We partnered with Juniper Research to study financial fragmentation: here's what we found.

At payabl., we work with businesses across Europe that operate in multiple markets and manage complex financial infrastructure. A pattern has emerged after working with multi-disciplined merchants: the more their business scales, the harder it becomes to get a clear picture of their finances. For many, reconciliations take longer, liquidity sits idle and reporting is spread across systems that can’t communicate.

Financial fragmentation is a bigger strategic issue than most businesses realise. To help merchants overcome this, we partnered with Juniper Research to find out how widespread the problem actually is and what it's costing businesses.

Fragmentation is a growth constraint

The headline finding from the research is urgent: financial fragmentation is directly impacting profit for merchants. We found that most finance and payments teams are aware that their systems are fragmented. There are too many providers, too many manual processes, and too much time spent on reconciliation. 

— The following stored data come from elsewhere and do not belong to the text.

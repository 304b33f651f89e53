//! Notification pipeline for the coastal threat monitoring service.
//!
//! Submodules:
//! - `dedup` — snapshot diffing and at-most-once notification emission.
//! - `sink` — the outbound delivery boundary (console, SMS gateway).
//! - `sms` — SMS text formatting (truncation, call-to-action suffixes).

pub mod dedup;
pub mod sink;
pub mod sms;
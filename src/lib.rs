//! Coastal threat monitoring service.
//!
//! Authorities publish geofenced threat alerts; citizens are notified when
//! their location intersects an active hazard zone. This crate holds the
//! containment and notification engine behind that flow:
//!
//! - [`geofence`] decides whether a point lies inside a hazard region and
//!   resolves the highest severity at a location.
//! - [`notify`] diffs successive alert-feed snapshots and emits at most one
//!   notification per (alert, observer) pair, delivering through a
//!   pluggable sink.
//! - [`ingest`] normalizes raw feed documents into validated model types.
//!
//! Persistence, authentication, and rendering are external collaborators;
//! the crate consumes alert snapshots plus observer records and produces
//! notification events.

pub mod config;
pub mod dev_mode;
pub mod geofence;
pub mod ingest;
pub mod logging;
pub mod model;
pub mod notify;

What the research makes clear is that this creates structural and operational drag, which prevents businesses from moving at speed and providing what the market demands. Fragmented infrastructure slows decision-making and makes scaling into new markets significantly harder than it needs to be.

The numbers are hard to ignore

Fragmentation is easy to dismiss as a low priority problem, but the supporting data reveals the stark reality facing merchants.

Juniper Research calculated that month-end reconciliation processes in fragmented environments that require heavier manual input can take a financial controller or similar role up to 10 days to complete. 

Translated into salary cost using average financial controller wages in Germany, that equates to €49,000 per year for an SMB, €244,000 for a mid-market company, and €732,000 for a large corporation. This only covers the cost of fragmentation from reconciliation, and doesn’t take into account integration overheads, provider fees, or the FX costs that compound with cross-border transactions.

Touching on FX costs, Juniper Research found that the average business faces costs of between 1% and 3% per transaction, and in a multi-provider ecosystem, costs naturally drift toward the higher end of that range. For businesses processing meaningful volume across Europe, ecommerce will be an €11 billion opportunity by 2030, with cross-border accounting for around 38% of the market. This incurs a material impact on operating margin.

Payment complexity is accelerating

Part of what makes fragmentation difficult to solve is that it's a natural by-product of how businesses grow. For merchants, each new market, new provider, and new payment method adds layers, and the research identified several factors making this worse.

In the EU alone, there are almost 1,000 payment institutions authorised under PSD2, according to the European Banking Authority's register as of February 2026. As such, picking the right partner and integrating said partner with a broader financial stack has become a time-costly project in itself.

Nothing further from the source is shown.